Era presente anche Stefano Londi, il ragazzo nella foto dell’alluvione, scattata il 4 novembre del 1966 a Firenze da Balthazar Korab, riconosciuto dai figli grazie a FB dopo l’appello lanciato dai curatori, alla mostra che alcuni giorni fa è stata aperta alla Tethys Gallery in Via dei Vellutini dedicata al grande fotografo ungherese, dal titolo “Balthazar Korab I giorni dell’alluvione”.
“Ho il canotto bucato” era l’urlo che lanciava alla madre affacciata alla finestra della pensione Derby in Via Nazionale, all’angolo con Via Guelfa, il canotto avrebbe dovuto servire per andare in piazza di indipendenza dove era parcheggiata l’auto del padre, proprio in quel momento lo scatto del fotografo, scoperto per caso e molti anni dopo. Una delle tante storie, per fortuna a lieto fine, di cui furono protagonisti gli abitanti di Firenze sorpresi dalla furia dell’acqua che invase la città rendendola un lago di quaranta chilometri di superficie con una profondità che in alcuni casi raggiunse i cinque metri di altezza.
Una grande tragedia che oggi a distanza di cinquanta anni viene revocata attraverso sedici scatti di uno dei più grandi fotografi al mondo Balthazar Korab che in quei giorni si trovava con la famiglia a Settignano. Appresa la notizia non perse tempo, presa la sua Hasselblad medio formato e cinque rullini scese a Firenze e immerso nell’acqua e nel fango per un giorno intero fermò sulla pellicola le immagini del disastro che di lì a poco avrebbero fatto il giro del mondo attraverso l’Associated Press e Life.

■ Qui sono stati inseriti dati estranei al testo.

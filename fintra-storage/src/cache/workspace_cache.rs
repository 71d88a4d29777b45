//! Snapshot cache keyed by feature and workspace.
//!
//! Entries are whole-snapshot JSON envelopes. Reads never fail: a value
//! that does not parse is purged and reported as a miss. Writes overwrite
//! unconditionally (last writer wins). There is no TTL and no eviction.

use std::sync::atomic::{AtomicU64, Ordering};
use std::sync::Arc;

use chrono::Utc;
use fintra_core::{Timestamp, WorkspaceId};
use serde::de::DeserializeOwned;
use serde::{Deserialize, Serialize};

use super::freshness::CacheRead;
use super::session::MemorySessionStore;
use super::traits::{CacheStats, SessionStore};
use super::workspace_key::WorkspaceScopedKey;

#[derive(Serialize)]
struct EnvelopeRef<'a, T> {
    written_at: Timestamp,
    payload: &'a T,
}

#[derive(Deserialize)]
struct Envelope<T> {
    written_at: Timestamp,
    payload: T,
}

#[derive(Debug, Default)]
struct Counters {
    hits: AtomicU64,
    misses: AtomicU64,
    writes: AtomicU64,
    corrupt_purged: AtomicU64,
}

/// Workspace-scoped snapshot cache over a [`SessionStore`].
#[derive(Clone)]
pub struct WorkspaceCache {
    store: Arc<dyn SessionStore>,
    counters: Arc<Counters>,
}

impl std::fmt::Debug for WorkspaceCache {
    fn fmt(&self, f: &mut std::fmt::Formatter<'_>) -> std::fmt::Result {
        f.debug_struct("WorkspaceCache")
            .field("stats", &self.stats())
            .finish()
    }
}

impl WorkspaceCache {
    pub fn new(store: Arc<dyn SessionStore>) -> Self {
        Self {
            store,
            counters: Arc::new(Counters::default()),
        }
    }

    /// Cache backed by a fresh [`MemorySessionStore`].
    pub fn in_memory() -> Self {
        Self::new(Arc::new(MemorySessionStore::new()))
    }

    /// Read the snapshot stored under `key`.
    ///
    /// Returns `None` when absent. A malformed entry is removed and also
    /// returns `None`.
    pub fn read<T: DeserializeOwned>(&self, key: &WorkspaceScopedKey) -> Option<CacheRead<T>> {
        let encoded = key.encode();
        let Some(raw) = self.store.get_item(&encoded) else {
            self.counters.misses.fetch_add(1, Ordering::Relaxed);
            tracing::debug!(key = %encoded, "cache miss");
            return None;
        };

        match serde_json::from_str::<Envelope<T>>(&raw) {
            Ok(envelope) => {
                self.counters.hits.fetch_add(1, Ordering::Relaxed);
                tracing::debug!(key = %encoded, written_at = %envelope.written_at, "cache hit");
                Some(CacheRead::from_cache(envelope.payload, envelope.written_at))
            }
            Err(err) => {
                self.store.remove_item(&encoded);
                self.counters.misses.fetch_add(1, Ordering::Relaxed);
                self.counters.corrupt_purged.fetch_add(1, Ordering::Relaxed);
                tracing::warn!(key = %encoded, error = %err, "purged corrupt cache entry");
                None
            }
        }
    }

    /// Overwrite the snapshot stored under `key`.
    pub fn write<T: Serialize>(&self, key: &WorkspaceScopedKey, payload: &T) {
        let envelope = EnvelopeRef {
            written_at: Utc::now(),
            payload,
        };
        match serde_json::to_string(&envelope) {
            Ok(raw) => {
                self.store.set_item(&key.encode(), raw);
                self.counters.writes.fetch_add(1, Ordering::Relaxed);
            }
            Err(err) => {
                tracing::warn!(key = %key, error = %err, "snapshot not cacheable, skipping write");
            }
        }
    }

    pub fn remove(&self, key: &WorkspaceScopedKey) {
        self.store.remove_item(&key.encode());
    }

    /// Drop every entry belonging to `workspace_id`. Returns the number removed.
    pub fn invalidate_workspace(&self, workspace_id: WorkspaceId) -> usize {
        let removed: Vec<_> = self
            .store
            .keys()
            .into_iter()
            .filter(|raw| {
                WorkspaceScopedKey::decode(raw).is_some_and(|k| k.workspace_id() == workspace_id)
            })
            .collect();
        for raw in &removed {
            self.store.remove_item(raw);
        }
        tracing::debug!(%workspace_id, removed = removed.len(), "invalidated workspace cache");
        removed.len()
    }

    pub fn stats(&self) -> CacheStats {
        CacheStats {
            hits: self.counters.hits.load(Ordering::Relaxed),
            misses: self.counters.misses.load(Ordering::Relaxed),
            writes: self.counters.writes.load(Ordering::Relaxed),
            corrupt_purged: self.counters.corrupt_purged.load(Ordering::Relaxed),
        }
    }
}


#[cfg(test)]
mod prop_tests {
    use super::*;
    use proptest::prelude::*;
    use uuid::Uuid;

    fn uuid_strategy() -> impl Strategy<Value = Uuid> {
        any::<[u8; 16]>().prop_map(Uuid::from_bytes)
    }

    proptest! {
        #![proptest_config(ProptestConfig::with_cases(500))]

        /// Property: a write under workspace A is never visible under workspace B.
        #[test]
        fn prop_workspace_isolation(
            ws_a in uuid_strategy(),
            ws_b in uuid_strategy(),
            payload in prop::collection::vec(any::<u32>(), 0..8),
        ) {
            prop_assume!(ws_a != ws_b);
            let cache = WorkspaceCache::in_memory();
            cache.write(&WorkspaceScopedKey::new("fintra_dashboard_data", ws_a), &payload);

            let other = cache.read::<Vec<u32>>(&WorkspaceScopedKey::new("fintra_dashboard_data", ws_b));
            prop_assert!(other.is_none());

            let own = cache.read::<Vec<u32>>(&WorkspaceScopedKey::new("fintra_dashboard_data", ws_a));
            prop_assert_eq!(own.map(CacheRead::into_value), Some(payload));
        }
    }
}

La sua attività proseguì nei giorni seguenti, documentando i danni subiti dagli edifici, dalle opere d’arte, e gli sforzi compiuti dagli angeli del fango, i volontari che arrivarono da tutto il mondo per mettere in salvo il patrimonio di musei e biblioteche colpite dall’alluvione.
La mostra curata da John Comazzi Christian Korab,Guido Cozzi e Massimo Borchi, in collaborazione con l’Università del Minnesota, ci offre una selezione di immagini scattate il 4 novembre e nei mesi successivi, ci sono le strade del centro invase dall’acqua con le auto sospese a mezz’aria e il fango che le ha rese irriconoscibili, i libri della Biblioteca Nazionale stesi ad asciugare e la mano di coloro che si è dedicato con amore al loro recupero, le statue della Gipsoteca distese nelle sale dell’Accademia di Belle Arti, corpi spezzati in attesa di essere ricomposti, con uno sguardo attento alle architetture che naturalmente non può mancare e che le rende autentici capolavori. A rendere ancora più realistico l’allestimento, l’indicazione di dove arrivò l’acqua all’interno della galleria il 4 novembre 1966 e fuori, nelle altre strade del centro storico.